Extrait de journal de famille-Nessim -Sibony-brit 35-Redacteur Asher –Knafo-suite

On parlait peu des femmes de la famille. La grand-mère Esther, la femme de Messod Azoulay, décida de finir sa vie à Jérusalem. C’est son gendre, Moshé Reboh qui l’hébergea. Elle revint après un court séjour, accompagné de son gendre, à cause de la situation politique. Son fils Simon l’accueillit à Marseille ; c’est là que fut prise la seule photo que nous avons d’elle. Elle retourna à Marrakech où une épidémie de typhus emportera son petit-fils Michel en 1927. Elle ne se consolera pas de sa mort et mourra 7 mois plus tard en 1928. Leurs enfants, pour la plupart, ont vécu sur leur héritage, en le dilapidant peu à peu, comme c’était souvent le cas à l’époque. Les craintes de pogromes n’avaient pas favorisé la situation, de même que la crise économique. Le seul qui survécut en sauvegardant sa fortune parmi leurs enfants fut Simon, décédé en 1937. Il s’était fait remarquer, très tôt, dans le commerce auprès de son père. Il apprit à lire et à écrire l’arabe classique, l’arabe dialectal et le français. Il devint d’ailleurs français, fit son service militaire en 1913 à Marseille et fut nommé agent commercial à Marrakech de la Maison Bensoussan de Marseille. A la mort de David Bensoussan, survenue à Marrakech, son soutien et son aide commerciale à cette famille lui valurent de devenir l’agent exclusif du Sud du Maroc au sein de l’association Lahlo- Bensoussan. Plus tard, à la mort du second patron, l’héritier, 3abd El Mal décida de se retirer soudainement de l’association. Les débiteurs semblaient n’attendre que cela pour déclarer la faillite et annuler leurs dettes. Cela aurait entraîné la faillite de Simon Azoulay qui, selon les récits de sa femme Rachel, passait ses nuits à faire les cents pas dans le patio de la maison, sise près de la fontaine. Elle lui avait remis tous ses bijoux pour lui éviter tout souci. Apparemment il semble avoir surmonté ce cap et continua son négoce jusqu’en 1937. A sa mort, son fils Maurice refusa l’héritage pour ne pas s’enliser dans les dettes de son père. Selon la rumeur, ce fut très sage.
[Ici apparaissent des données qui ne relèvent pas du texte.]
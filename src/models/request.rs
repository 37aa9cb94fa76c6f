//! Inbound requests and their situational context.

use super::Channel;
use chrono::{DateTime, Utc};
use serde::{Deserialize, Serialize};
use std::collections::BTreeSet;

/// Domain a request is classified into.
#[derive(Debug, Clone, Copy, PartialEq, Eq, Hash, PartialOrd, Ord, Serialize, Deserialize)]
#[serde(rename_all = "snake_case")]
pub enum Domain {
    /// Medication timing, intake and reminders.
    Medication,
    /// Household emergencies (gas leak, fire, water burst).
    Emergency,
    /// Anything else that should be relayed as a direct response.
    General,
}

impl Domain {
    /// Returns all domains.
    #[must_use]
    pub const fn all() -> &'static [Self] {
        &[Self::Medication, Self::Emergency, Self::General]
    }

    /// Returns the domain as a string slice.
    #[must_use]
    pub const fn as_str(&self) -> &'static str {
        match self {
            Self::Medication => "medication",
            Self::Emergency => "emergency",
            Self::General => "general",
        }
    }

    /// Parses a domain hint.
    ///
    /// Case-insensitive, with common aliases.
    #[must_use]
    pub fn parse(s: &str) -> Option<Self> {
        match s.trim().to_lowercase().as_str() {
            "medication" | "medicine" | "meds" => Some(Self::Medication),
            "emergency" | "safety" => Some(Self::Emergency),
            "general" | "communication" | "message" => Some(Self::General),
            _ => None,
        }
    }
}

impl std::fmt::Display for Domain {
    fn fmt(&self, f: &mut std::fmt::Formatter<'_>) -> std::fmt::Result {
        write!(f, "{}", self.as_str())
    }
}

/// What the monitored person is currently doing, as reported by sensors.
#[derive(Debug, Clone, Copy, PartialEq, Eq, Hash, Serialize, Deserialize)]
#[serde(rename_all = "snake_case")]
pub enum Activity {
    /// Watching television.
    WatchingTv,
    /// Preparing a meal (cooktop or kitchen appliance active).
    Cooking,
    /// Eating.
    Eating,
    /// Resting or idle at home.
    Resting,
    /// Asleep.
    Sleeping,
    /// Out of the home.
    Away,
}

impl Activity {
    /// Returns the activity as a string slice.
    #[must_use]
    pub const fn as_str(&self) -> &'static str {
        match self {
            Self::WatchingTv => "watching_tv",
            Self::Cooking => "cooking",
            Self::Eating => "eating",
            Self::Resting => "resting",
            Self::Sleeping => "sleeping",
            Self::Away => "away",
        }
    }

    /// Parses an activity string.
    #[must_use]
    pub fn parse(s: &str) -> Option<Self> {
        match s.trim().to_lowercase().replace('-', "_").as_str() {
            "watching_tv" | "tv" => Some(Self::WatchingTv),
            "cooking" | "meal_preparation" | "cooktop_active" => Some(Self::Cooking),
            "eating" => Some(Self::Eating),
            "resting" | "idle" => Some(Self::Resting),
            "sleeping" | "asleep" => Some(Self::Sleeping),
            "away" | "out" => Some(Self::Away),
            _ => None,
        }
    }

    /// Whether this activity means a meal is imminent.
    #[must_use]
    pub const fn is_meal_preparation(&self) -> bool {
        matches!(self, Self::Cooking)
    }
}

impl std::fmt::Display for Activity {
    fn fmt(&self, f: &mut std::fmt::Formatter<'_>) -> std::fmt::Result {
        write!(f, "{}", self.as_str())
    }
}

/// Structured situational context attached to a request.
#[derive(Debug, Clone, PartialEq, Eq, Serialize, Deserialize)]
pub struct RequestContext {
    /// When the situation was observed.
    pub at: DateTime<Utc>,
    /// Room or place the person is in.
    #[serde(default)]
    pub location: Option<String>,
    /// Detected activity.
    #[serde(default)]
    pub activity: Option<Activity>,
    /// Devices the person is currently attending to (a display being watched,
    /// an appliance in use).
    #[serde(default)]
    pub active_devices: BTreeSet<Channel>,
}

impl Default for RequestContext {
    fn default() -> Self {
        Self::at(Utc::now())
    }
}

impl RequestContext {
    /// Creates an empty context observed at the given instant.
    #[must_use]
    pub const fn at(at: DateTime<Utc>) -> Self {
        Self {
            at,
            location: None,
            activity: None,
            active_devices: BTreeSet::new(),
        }
    }

    /// Sets the location.
    #[must_use]
    pub fn with_location(mut self, location: impl Into<String>) -> Self {
        self.location = Some(location.into());
        self
    }

    /// Sets the activity.
    #[must_use]
    pub const fn with_activity(mut self, activity: Activity) -> Self {
        self.activity = Some(activity);
        self
    }

    /// Marks a device as currently attended.
    #[must_use]
    pub fn with_active_device(mut self, channel: Channel) -> Self {
        self.active_devices.insert(channel);
        self
    }
}

/// An incoming situational report.
#[derive(Debug, Clone, PartialEq, Eq, Serialize, Deserialize)]
pub struct Request {
    /// Unique request identifier.
    pub id: String,
    /// Free-form text of the report.
    pub text: String,
    /// Explicit domain hint supplied by the caller, if any.
    #[serde(default)]
    pub domain_hint: Option<Domain>,
    /// Situational context.
    #[serde(default)]
    pub context: RequestContext,
}

impl Request {
    /// Creates a request with a fresh identifier and a context observed now.
    #[must_use]
    pub fn new(text: impl Into<String>) -> Self {
        Self {
            id: uuid::Uuid::now_v7().to_string(),
            text: text.into(),
            domain_hint: None,
            context: RequestContext::default(),
        }
    }

    /// Sets an explicit domain hint.
    #[must_use]
    pub const fn with_domain_hint(mut self, domain: Domain) -> Self {
        self.domain_hint = Some(domain);
        self
    }

    /// Replaces the situational context.
    #[must_use]
    pub fn with_context(mut self, context: RequestContext) -> Self {
        self.context = context;
        self
    }
}

#[cfg(test)]
mod tests {
    use super::*;

    #[test]
    fn test_domain_parse_aliases() {
        assert_eq!(Domain::parse("Medicine"), Some(Domain::Medication));
        assert_eq!(Domain::parse(" emergency "), Some(Domain::Emergency));
        assert_eq!(Domain::parse("communication"), Some(Domain::General));
        assert_eq!(Domain::parse("weather"), None);
    }

    #[test]
    fn test_activity_parse() {
        assert_eq!(Activity::parse("cooktop_active"), Some(Activity::Cooking));
        assert_eq!(Activity::parse("watching-tv"), Some(Activity::WatchingTv));
        assert_eq!(Activity::parse("juggling"), None);
        assert!(Activity::Cooking.is_meal_preparation());
        assert!(!Activity::Resting.is_meal_preparation());
    }

    #[test]
    fn test_request_builder() {
        let request = Request::new("smell of gas in the kitchen")
            .with_domain_hint(Domain::Emergency)
            .with_context(
                RequestContext::default()
                    .with_location("kitchen")
                    .with_activity(Activity::Cooking)
                    .with_active_device(Channel::ApplianceDisplay),
            );

        assert_eq!(request.domain_hint, Some(Domain::Emergency));
        assert_eq!(request.context.location.as_deref(), Some("kitchen"));
        assert!(request.context.active_devices.contains(&Channel::ApplianceDisplay));
        assert!(!request.id.is_empty());
    }
}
Avec Rachel, Simon eut deux fils et une fille. Maurice, Michel, et Marie. Maurice vécut en "grand seigneur" et posséda l’une des premières voitures de Marrakech (voir photos de Bar Mitzva et de sa voiture). Michel qui secondait son père dans son commerce mourut en 1927, lors d’une épidémie de typhus. Il s’était photographié avec de nombreux membres de la famille ; nous ne disposons que de quelques photos de lui avec ses oncles et cousins.
Deux autres frères de ma grand-mère maternelle, Meyer et Victor-EIayim ne se sont refusés aucun plaisir, y compris des voyages au Nord du pays et des collections d’armes à feu. Elle avait aussi une sœur Haya-issa qui a regretté toute sa vie d’être née riche, car sa fortune ne lui aura apporté, selon l’avis de ses enfants aussi bien que du reste de la famille, que des déboires.
Un autre frère de ma grand-mère fut Rabbi Itzhaq. Il était très fort physiquement et très instruit. (Michel s’était photographié avec lui et l’un de ses enfants.). Ce qui était tout aussi légendaire, c’était son amour pour Jérusalem. Dès la mort de son père, il prit sa part d’héritage, et s’en alla avec sa famille vers le nord du pays. En Algérie, il se vit proposer, lors d’une escale, le rôle de patron religieux de la région, faisant office de Mohel, Shohet, Hazan et Rabbin. Ce sont ses enfants et petits-enfants qui réalisèrent son projet de s’installer à Jérusalem et c’est là que je les ai retrouvés. Il fut enterré à Guerdaya et sa tombe était honorée d’abord par les Juifs pour qui il était devenu un Saint et, après eux, par les Musulmans de la région.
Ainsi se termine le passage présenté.